> [WHAT YOU HAVE TO DO] Return each line below holding the string "PositionSubscription".

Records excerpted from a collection
::::::

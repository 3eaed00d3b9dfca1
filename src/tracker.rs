//! Device position tracking.
//!
//! `Idle -> Acquiring -> {Tracking, Failed}`; `stop()` returns to `Idle` from anywhere.
//! The latest position lives in a `watch` cell: the platform callback overwrites it and
//! readers only ever see the most recent value.

use std::sync::atomic::{AtomicBool, Ordering};
use std::sync::Arc;

use serde::{Deserialize, Serialize};
use tokio::sync::watch;
use tracing::{debug, error, info, warn};

use crate::error::LocationAcquisitionError;
use crate::geo::Coordinate;
use crate::platform::{LocationServices, PositionCallback, PositionSubscription, TrackingOptions};

#[derive(Debug, Clone, Copy, PartialEq, Eq, Serialize, Deserialize)]
pub enum TrackerState {
    Idle,
    Acquiring,
    Tracking,
    Failed,
}

struct ActiveSubscription {
    handle: Box<dyn PositionSubscription>,
    /// Cleared on cancel so late platform deliveries are ignored.
    live: Arc<AtomicBool>,
}

pub struct LocationTracker {
    services: Arc<dyn LocationServices>,
    options: TrackingOptions,
    state: TrackerState,
    position: Arc<watch::Sender<Option<Coordinate>>>,
    subscription: Option<ActiveSubscription>,
    error: Option<LocationAcquisitionError>,
}

impl std::fmt::Debug for LocationTracker {
    fn fmt(&self, f: &mut std::fmt::Formatter<'_>) -> std::fmt::Result {
        f.debug_struct("LocationTracker")
            .field("state", &self.state)
            .field("position", &*self.position.borrow())
            .field("subscribed", &self.subscription.is_some())
            .field("error", &self.error)
            .finish()
    }
}

impl LocationTracker {
    pub fn new(services: Arc<dyn LocationServices>, options: TrackingOptions) -> Self {
        let (position, _) = watch::channel(None);
        Self {
            services,
            options,
            state: TrackerState::Idle,
            position: Arc::new(position),
            subscription: None,
            error: None,
        }
    }

    pub fn state(&self) -> TrackerState {
        self.state
    }

    pub fn error(&self) -> Option<LocationAcquisitionError> {
        self.error
    }

    /// Latest known position, if any fix has arrived.
    pub fn position(&self) -> Option<Coordinate> {
        *self.position.borrow()
    }

    /// Receiver that observes every overwrite of the position cell.
    pub fn subscribe(&self) -> watch::Receiver<Option<Coordinate>> {
        self.position.subscribe()
    }

    /// Takes one high-accuracy fix, then opens the continuous subscription.
    ///
    /// A running subscription is cancelled first. On failure the tracker moves to
    /// `Failed`; retrying means calling `start()` again.
    pub async fn start(&mut self) -> Result<Coordinate, LocationAcquisitionError> {
        self.cancel_subscription();
        self.error = None;
        self.state = TrackerState::Acquiring;
        debug!("acquiring initial position fix");

        let fix = match self.services.current_position(self.options.accuracy).await {
            Ok(fix) if fix.is_valid() => fix,
            Ok(fix) => {
                error!(?fix, "platform returned an invalid coordinate");
                return Err(self.fail());
            }
            Err(e) => {
                error!(error = %e, "failed to acquire position fix");
                return Err(self.fail());
            }
        };
        self.position.send_replace(Some(fix));

        let live = Arc::new(AtomicBool::new(true));
        let callback = self.delivery_callback(Arc::clone(&live));
        match self.services.watch_position(self.options, callback).await {
            Ok(handle) => {
                self.subscription = Some(ActiveSubscription { handle, live });
            }
            Err(e) => {
                live.store(false, Ordering::SeqCst);
                error!(error = %e, "failed to open position subscription");
                return Err(self.fail());
            }
        }

        self.state = TrackerState::Tracking;
        info!(
            latitude = fix.latitude,
            longitude = fix.longitude,
            "location tracking started"
        );
        Ok(fix)
    }

    /// Cancels the subscription and returns to `Idle`. Safe to call repeatedly.
    pub fn stop(&mut self) {
        if self.state == TrackerState::Idle && self.subscription.is_none() {
            return;
        }
        self.cancel_subscription();
        self.error = None;
        self.state = TrackerState::Idle;
        debug!("location tracking stopped");
    }

    /// Stops tracking and forgets the last known position. Used when location access is
    /// lost, so nothing keeps exposing a stale fix.
    pub fn reset(&mut self) {
        self.stop();
        if self.position.send_replace(None).is_some() {
            debug!("last known position cleared");
        }
    }

    fn fail(&mut self) -> LocationAcquisitionError {
        let err = LocationAcquisitionError::PositionUnavailable;
        self.state = TrackerState::Failed;
        self.error = Some(err);
        err
    }

    fn cancel_subscription(&mut self) {
        if let Some(mut active) = self.subscription.take() {
            active.live.store(false, Ordering::SeqCst);
            active.handle.remove();
        }
    }

    fn delivery_callback(&self, live: Arc<AtomicBool>) -> PositionCallback {
        let cell = Arc::clone(&self.position);
        let min_distance_m = self.options.min_distance_m;

        Arc::new(move |update: Coordinate| {
            if !live.load(Ordering::SeqCst) {
                return;
            }
            if !update.is_valid() {
                warn!(?update, "dropping invalid position update");
                return;
            }
            cell.send_if_modified(|current| match current {
                Some(prev) if prev.distance_m(&update) < min_distance_m => false,
                _ => {
                    *current = Some(update);
                    true
                }
            });
        })
    }
}

impl Drop for LocationTracker {
    fn drop(&mut self) {
        self.cancel_subscription();
    }
}
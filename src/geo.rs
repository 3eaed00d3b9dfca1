//! Geographic value types shared by the tracker, the viewport and the gym directory.
//!
//! Distances are computed on a spherical earth: each coordinate is lifted to a unit
//! [`nalgebra::Vector3<f64>`] and the great-circle distance is the angle between the two
//! vectors times the mean earth radius. That is accurate to well under a meter at the
//! scales this crate cares about (position filtering, "nearby" ordering).

use nalgebra::Vector3;
use serde::{Deserialize, Serialize};

/// Mean earth radius in meters.
pub const EARTH_RADIUS_M: f64 = 6_371_008.8;

/// A WGS84 latitude/longitude pair in degrees.
#[derive(Debug, Clone, Copy, PartialEq, Serialize, Deserialize)]
pub struct Coordinate {
    pub latitude: f64,
    pub longitude: f64,
}

impl Coordinate {
    /// Builds a coordinate, rejecting non-finite or out-of-range components.
    pub fn new(latitude: f64, longitude: f64) -> Option<Self> {
        let valid = latitude.is_finite()
            && longitude.is_finite()
            && (-90.0..=90.0).contains(&latitude)
            && (-180.0..=180.0).contains(&longitude);
        valid.then_some(Self {
            latitude,
            longitude,
        })
    }

    pub fn is_valid(&self) -> bool {
        Self::new(self.latitude, self.longitude).is_some()
    }

    /// Unit vector pointing at this coordinate from the earth's center.
    pub fn to_unit_vector(&self) -> Vector3<f64> {
        let lat = self.latitude.to_radians();
        let lon = self.longitude.to_radians();
        Vector3::new(lat.cos() * lon.cos(), lat.cos() * lon.sin(), lat.sin())
    }

    /// Great-circle distance to `other`, in meters.
    pub fn distance_m(&self, other: &Coordinate) -> f64 {
        let a = self.to_unit_vector();
        let b = other.to_unit_vector();
        // atan2 of |a x b| and a . b stays well-conditioned for tiny angles, unlike acos.
        let angle = a.cross(&b).norm().atan2(a.dot(&b));
        angle * EARTH_RADIUS_M
    }
}

/// A one-shot "fly to" instruction for the map view.
///
/// The duration is unsigned, so every target carries a finite, non-negative transition.
#[derive(Debug, Clone, Copy, PartialEq, Serialize, Deserialize)]
pub struct ViewportTarget {
    pub coordinate: Coordinate,
    pub zoom_level: f64,
    pub transition_duration_ms: u64,
}
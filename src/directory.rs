//! Cached gym lists backed by the remote data store.
//!
//! A failed refresh is logged and returned, and leaves the previously cached lists as they
//! were.

use std::sync::Arc;
use std::time::Duration;

use serde_json::{json, Value};
use tokio::time::Instant;
use tracing::{debug, error, info};

use crate::config::FinderConfig;
use crate::error::RemoteError;
use crate::geo::Coordinate;
use crate::gym::{Gym, GYM_TABLE};
use crate::remote::{DataStore, Filter};

/// Server-side function returning gyms within a radius of a point.
pub const NEARBY_RPC: &str = "get_nearby_centers";

pub struct GymDirectory {
    store: Arc<dyn DataStore>,
    radius_m: f64,
    refresh_interval: Duration,
    all: Vec<Gym>,
    nearby: Vec<Gym>,
    nearby_fetched_at: Option<Instant>,
}

impl std::fmt::Debug for GymDirectory {
    fn fmt(&self, f: &mut std::fmt::Formatter<'_>) -> std::fmt::Result {
        f.debug_struct("GymDirectory")
            .field("radius_m", &self.radius_m)
            .field("all_len", &self.all.len())
            .field("nearby_len", &self.nearby.len())
            .finish()
    }
}

impl GymDirectory {
    pub fn new(store: Arc<dyn DataStore>, config: &FinderConfig) -> Self {
        Self {
            store,
            radius_m: config.nearby_radius_m,
            refresh_interval: config.nearby_refresh_interval(),
            all: Vec::new(),
            nearby: Vec::new(),
            nearby_fetched_at: None,
        }
    }

    pub fn all(&self) -> &[Gym] {
        &self.all
    }

    /// Gyms around the last refresh position, nearest first.
    pub fn nearby(&self) -> &[Gym] {
        &self.nearby
    }

    pub fn find(&self, id: i64) -> Option<&Gym> {
        self.all
            .iter()
            .chain(self.nearby.iter())
            .find(|gym| gym.id == id)
    }

    /// Gyms whose name contains `term`, ignoring case. A blank term matches nothing.
    pub fn search(&self, term: &str) -> Vec<&Gym> {
        let term = term.trim().to_lowercase();
        if term.is_empty() {
            return Vec::new();
        }
        self.all
            .iter()
            .filter(|gym| gym.name.to_lowercase().contains(&term))
            .collect()
    }

    /// Reloads every gym (map markers, search).
    pub async fn refresh_all(&mut self) -> Result<usize, RemoteError> {
        let rows = self
            .store
            .read(GYM_TABLE, &Filter::all())
            .await
            .inspect_err(|e| error!(error = %e, "failed to fetch gyms"))?;
        let gyms = decode_rows(rows).inspect_err(|e| error!(error = %e, "bad gym row"))?;

        info!(count = gyms.len(), "gym list refreshed");
        self.all = gyms;
        Ok(self.all.len())
    }

    /// Reloads gyms within the configured radius of `position`.
    pub async fn refresh_nearby(&mut self, position: Coordinate) -> Result<usize, RemoteError> {
        let params = json!({
            "lat": position.latitude,
            "lon": position.longitude,
            "radius": self.radius_m,
        });
        let result = self
            .store
            .rpc(NEARBY_RPC, params)
            .await
            .inspect_err(|e| error!(error = %e, "failed to fetch nearby gyms"))?;

        let mut gyms = match result {
            Value::Null => Vec::new(),
            value => serde_json::from_value::<Vec<Gym>>(value)
                .inspect_err(|e| error!(error = %e, "bad nearby gym payload"))?,
        };
        gyms.sort_by(|a, b| {
            let da = position.distance_m(&a.coordinate());
            let db = position.distance_m(&b.coordinate());
            da.total_cmp(&db)
        });

        info!(count = gyms.len(), radius_m = self.radius_m, "nearby gyms refreshed");
        self.nearby = gyms;
        self.nearby_fetched_at = Some(Instant::now());
        Ok(self.nearby.len())
    }

    /// Whether the nearby list has never been fetched or is older than the refresh
    /// interval.
    pub fn nearby_refresh_due(&self) -> bool {
        self.nearby_fetched_at
            .map_or(true, |at| at.elapsed() >= self.refresh_interval)
    }

    /// Returns the gym with `id`, from cache when possible, else from the data store.
    pub async fn fetch(&mut self, id: i64) -> Result<Gym, RemoteError> {
        if let Some(gym) = self.find(id) {
            return Ok(gym.clone());
        }
        let gym = Self::fetch_from(self.store.as_ref(), id).await?;
        self.remember(gym.clone());
        Ok(gym)
    }

    /// Handle for lookups that must not hold a borrow of the directory while in flight.
    pub fn store(&self) -> Arc<dyn DataStore> {
        Arc::clone(&self.store)
    }

    /// Reads one gym row straight from the data store.
    pub async fn fetch_from(store: &dyn DataStore, id: i64) -> Result<Gym, RemoteError> {
        debug!(gym_id = id, "reading gym from store");
        let rows = store
            .read(GYM_TABLE, &Filter::all().equals("id", id))
            .await
            .inspect_err(|e| error!(error = %e, gym_id = id, "failed to fetch gym"))?;

        decode_rows(rows)?
            .into_iter()
            .next()
            .ok_or_else(|| RemoteError::NotFound {
                table: GYM_TABLE.to_string(),
                id: id.to_string(),
            })
    }

    /// Adds a gym fetched out of band to the full list.
    pub fn remember(&mut self, gym: Gym) {
        if self.find(gym.id).is_none() {
            self.all.push(gym);
        }
    }
}

fn decode_rows(rows: Vec<Value>) -> Result<Vec<Gym>, RemoteError> {
    rows.into_iter()
        .map(|row| serde_json::from_value(row).map_err(RemoteError::from))
        .collect()
}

::::::

> [RESPONSE]
use crate::platform::{LocationServices, PositionCallback, PositionSubscription, TrackingOptions};
    handle: Box<dyn PositionSubscription>,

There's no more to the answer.